Hi i am making a web scraper using node, but the code always return 'undefined', i tried use 'async' module but the result is the same.

Where is the error?

var request = require('request');
var cheerio = require('cheerio');

//this function returns a info of a movie
var get_info = function (url){
  var meta = {
        title   : '',
        year    : '',
        length  : '',
        gen     : '',
        details : '',
        raiting : '',
      };

  request.get(url, function (error, response, html){
    if (!error && response.statusCode == 200){
      var $         = cheerio.load(html);
      meta.title    = $('.movie-title h1').find('a').text();
      meta.year     = $('.release').text();
      meta.length   = $('.running_time').text().replace('minutos', '');
      meta.gen      = $('.btn-tags-list').find('a').first().text();
      meta.details  = $('.description').find('p').text();
      meta.raiting  = $('.movie-rating-average').find('.average').text();
    };
  });
  return meta;
};

Thanks.

2 Answers2

1

You would use a callback since get is an async request:

var get_info = function (url, callback){
  var meta = {
    title   : '',
    year    : '',
    length  : '',
    gen     : '',
    details : '',
    raiting : '',
  };

request.get(url, function (error, response, html){
  if (!error && response.statusCode == 200){
    var $         = cheerio.load(html);
    meta.title    = $('.movie-title h1').find('a').text();
    meta.year     = $('.release').text();
    meta.length   = $('.running_time').text().replace('minutos', '');
    meta.gen      = $('.btn-tags-list').find('a').first().text();
    meta.details  = $('.description').find('p').text();
    meta.raiting  = $('.movie-rating-average').find('.average').text();
    callback(meta);
  };
});

};

And use it:

get_info(url, function(meta) {
    console.log(meta);
});
tymeJV
  • 103,943
  • 14
  • 161
  • 157
1

You cannot return a value when dealing with async (you should probably read up on how async works and what callback functions are).
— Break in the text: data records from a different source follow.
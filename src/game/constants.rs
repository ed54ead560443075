/// 游戏常量定义
///
/// 集中管理所有规则数字

use crate::tile::Connector::{Rail as L, Road as D};
use crate::tile::Tile;

/// 每局回合数
pub const NUM_ROUNDS: u8 = 7;

/// 每回合掷出的地块数
pub const TILES_PER_ROUND: usize = 4;

/// 每局最多使用的特殊地块数
pub const MAX_SPECIAL_TILES: usize = 3;

/// 每回合最多使用的特殊地块数
pub const MAX_SPECIAL_PER_ROUND: usize = 1;

/// 特殊地块数
pub const NUM_SPECIAL_TILES: usize = 6;

/// 六个固定的特殊地块（每局每个最多用一次）
pub const SPECIAL_TILES: [Tile; NUM_SPECIAL_TILES] = [
    Tile::from_parts([D, D, L, D], false),
    Tile::from_parts([D, L, L, L], false),
    Tile::from_parts([D, D, D, D], false),
    Tile::from_parts([L, L, L, L], false),
    Tile::from_parts([D, L, L, D], false),
    Tile::from_parts([D, L, D, L], false),
];

/// 出口分组得分表：索引为同一组连通的出口数
///
/// 只连到一个出口的组不得分
pub const EXIT_SCORES: [i32; 13] = [0, 0, 4, 8, 12, 16, 20, 24, 28, 32, 36, 40, 45];
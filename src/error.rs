use std::path::PathBuf;

use crate::board::Position;
use crate::game::moves::TileSource;
use crate::tile::Tile;

/// 放置地块失败
#[derive(Debug, Clone, PartialEq, Eq, thiserror::Error)]
pub enum PlacementError {
    /// 目标格子已有地块
    #[error("cell {0} is already occupied")]
    Occupied(Position),

    /// 地块与空位要求冲突，或没有任何一侧连上已有轨道 / 出口
    #[error("tile {tile} cannot be placed at {position}")]
    Rejected { position: Position, tile: Tile },
}

/// 游戏状态转换失败
///
/// 所有错误都在修改状态之前返回
#[derive(Debug, Clone, PartialEq, Eq, thiserror::Error)]
pub enum GameError {
    /// 游戏已结束
    #[error("game is over")]
    GameOver,

    /// 本回合剩余地块（及可用的特殊地块）中没有与之匹配的
    #[error("no matching tile available for {0}")]
    NoMatchingTile(Tile),

    /// 指定来源的地块经任何变换都不是这个地块
    #[error("{from:?} holds {expected}, not {tile}")]
    TileMismatch {
        from: TileSource,
        expected: Tile,
        tile: Tile,
    },

    /// 地块索引越界
    #[error("no tile at {0:?}")]
    InvalidTileIndex(TileSource),

    /// 地块已经用过
    #[error("{0:?} has already been used")]
    TileAlreadyUsed(TileSource),

    /// 整局特殊地块已用满
    #[error("special tile limit reached")]
    SpecialLimitReached,

    /// 本回合已用过特殊地块
    #[error("a special tile was already used this round")]
    SpecialAlreadyUsedThisRound,

    /// 仍有合法放置时不能结束回合
    #[error("round {0} cannot end while a legal placement remains")]
    CannotEndRound(u8),

    /// 非法放置
    #[error(transparent)]
    Placement(#[from] PlacementError),
}

/// 字符串解析失败
#[derive(Debug, Clone, PartialEq, Eq, thiserror::Error)]
pub enum ParseError {
    #[error("unknown connector symbol {0:?}")]
    UnknownSymbol(char),

    #[error("invalid tile string {0:?}")]
    InvalidTile(String),

    #[error("invalid slot string {0:?}")]
    InvalidSlot(String),

    #[error("invalid move string {0:?}")]
    InvalidMove(String),
}

/// 读取配置失败
#[derive(Debug, thiserror::Error)]
pub enum ConfigError {
    #[error("failed to read config file {path}: {source}")]
    FileRead {
        path: PathBuf,
        source: std::io::Error,
    },

    #[error("failed to parse TOML: {0}")]
    TomlParse(#[from] toml::de::Error),

    #[error("config validation error: {0}")]
    Validation(String),
}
To remedy this, you'll need to provide a callback argument to your method (get_info) which would basically extend the callback chain. Something like:

var get_info = function(url,callback){
  /* ... */
  request.get(url, function(error, response, html){
    if (!error && response.statusCode == 200){
      // populate `meta`
      callback(meta);
    }
  });
};

Your implementation would then become:

get_info('foo', function(meta){
  // you may now work with `meta`
});
Brad Christie
  • 100,477
  • 16
  • 156
  • 200